What this task involves:
Return all lines in the data where the string "request" can be found.

Data items:
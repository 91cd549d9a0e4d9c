// File: src/platforms/mod.rs

use async_trait::async_trait;

use promobot_common::Error;
use promobot_common::models::{
    MetricsQuery, MetricsResult, Platform, PostContent, PostResult, TokenSet,
};

/// Capability set every social platform implements.
///
/// `authenticate` acquires or refreshes credentials, returning the new
/// token set when a refresh happened so the caller can persist it.
/// `test_connection` never fails; it reports a boolean health signal.
#[cfg_attr(test, mockall::automock)]
#[async_trait]
pub trait SocialPlatform: Send {
    fn platform(&self) -> Platform;

    /// Whether a pre-request credential refresh is due.
    fn token_expired(&self) -> bool;

    async fn authenticate(&mut self) -> Result<Option<TokenSet>, Error>;

    async fn post_content(&mut self, content: PostContent) -> Result<PostResult, Error>;

    async fn fetch_metrics(&mut self, query: MetricsQuery) -> Result<Vec<MetricsResult>, Error>;

    async fn test_connection(&mut self) -> bool;

    /// Drain the token set produced by the most recent implicit refresh
    /// (one that happened inside a request), if any.
    fn take_token_update(&mut self) -> Option<TokenSet>;
}

// Re-export submodules
pub mod heygen;
pub mod manager;
pub mod reddit;
pub mod twitter;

Task solution:
    /// Whether a pre-request credential refresh is due.
    /// (one that happened inside a request), if any.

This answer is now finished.